【現代の催眠療法における観念運動的なシグナル】

催眠療法における問題へのアクセス法とその解決法に、観念運動的なシグナル(ideomotor signal)を使ったテクニックがあります。また、このテクニックには、次の2つの基本的な方法があります。

(1)ミルトン・エリクソン(Milton Erickson)による自然主義的あるいは実用主義的な方法
(2)チークとルクロン(Cheek & LeCron)による高度に構造化された方法

ミルトン・エリクソンの自然主義的あるいは実用主義的な方法では、クライアントが無意識に示している観念運動的な身ぶりを使用します。例えば、セラピーの中で、クライアントの頭や手足が無意識的かつ自動的に動いていた場合、エリクソンはそれを、非言語的なレベルでの心身相関的反応からくる観念運動的な信号として利用しました。観念運動的な信号には、頭の動き、眼球の動き、腕や手の動き、足の動きなど、身体のあらゆる無意識的動作が含まれます。

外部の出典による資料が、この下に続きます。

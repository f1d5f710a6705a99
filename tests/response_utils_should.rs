use subtitle_proxy::server::utils::response_utils::{
    content_disposition, fallback_file_name, upstream_message,
};

#[test]
fn test_plain_file_name() {
    assert_eq!(
        content_disposition("subtitle.srt"),
        "attachment; filename=\"subtitle.srt\""
    );
}

#[test]
fn test_quotes_cannot_escape_the_header() {
    let header = content_disposition("evil\"; filename=\"x.exe");
    assert_eq!(header, "attachment; filename=\"evil_; filename=_x.exe\"");
}

#[test]
fn test_non_ascii_names_get_an_encoded_variant() {
    let header = content_disposition("Amélie.fr.srt");
    assert_eq!(
        header,
        "attachment; filename=\"Am_lie.fr.srt\"; filename*=UTF-8''Am%C3%A9lie.fr.srt"
    );
}

#[test]
fn test_fallback_file_name() {
    assert_eq!(fallback_file_name(Some("srt")), "subtitle.srt");
    assert_eq!(fallback_file_name(Some("webvtt")), "subtitle.webvtt");
    // anything that isn't a plain extension falls back to srt
    assert_eq!(fallback_file_name(Some("../etc")), "subtitle.srt");
    assert_eq!(fallback_file_name(Some("")), "subtitle.srt");
    assert_eq!(fallback_file_name(None), "subtitle.srt");
}

#[test]
fn test_upstream_message_shapes() {
    assert_eq!(
        upstream_message(br#"{"message":"You have downloaded your allowed 5 subtitles"}"#),
        "You have downloaded your allowed 5 subtitles"
    );
    assert_eq!(
        upstream_message(br#"{"errors":["file_id is invalid","try again"]}"#),
        "file_id is invalid; try again"
    );
    assert_eq!(upstream_message(br#"{"error":"forbidden"}"#), "forbidden");
    assert_eq!(upstream_message(b"  Bad Gateway \n"), "Bad Gateway");
    assert_eq!(upstream_message(b""), "no response body");
}

#[test]
fn test_long_messages_are_truncated() {
    let body = "x".repeat(1000);
    let message = upstream_message(body.as_bytes());
    assert_eq!(message.len(), 303);
    assert!(message.ends_with("..."));
}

チークとルクロンの高度に構造化された方法では、すべてのクライアントに対して標準化した観念運動的な指信号を使います。まず、クライアントのそれぞれの指に「イエス」「ノー」「わからない」「答えたくない」という反応を割り当て、それに続いて、その指信号で答えられるような一連の質問をしていきます。質問は、問題の原因にアクセスし、その解決法を見い出せるように、丁寧にフレーミングしながら作ります。

----------------------------------------------------------------------
【NLPにおける無意識シグナルの確立】

NLPでは、上記のような、頭、手足、その他、あらゆる種類の無意識に発せられる身体的信号を使って自触媒的な治癒(autocatalytic healing)を促す方法として、無意識シグナルの確立というモデルを開発しました。

無意識シグナルとは、無意識がもつ観念運動的な信号が、目に見える行動として身体に表現されるものです。NLPの「無意識シグナルの確立」というモデルは、演習を進行する過程で、ファシリテーターによる解釈をほとんど必要とせず、クライアントは自己生成的なシグナルと内的対話によって、深い洞察と新しい気づきを得ることができます。そしてどのような思考にも左右されない、自然でニュートラルな状態を体験します。
----------------------------------------------------------------------
【NLPモデル「無意識シグナルの確立」演習手順】

NLPモデル「無意識シグナルの確立」
(Establish a reliable involuntary signal system with the unconscious)

1.行動上の問題を1つ選ぶ。
2.行動上の問題の文脈(VAK)を特定する。
3.行動上の問題を生み出しているパーツに対して、内的対話を使って、フレームを提示しながら、一連の「呼びかけ質問」を行う。
4.無意識シグナル(Yes,No)を確立する。
5.無意識シグナル(Yes,No)を使って、パーツとコミュニケーションを取る。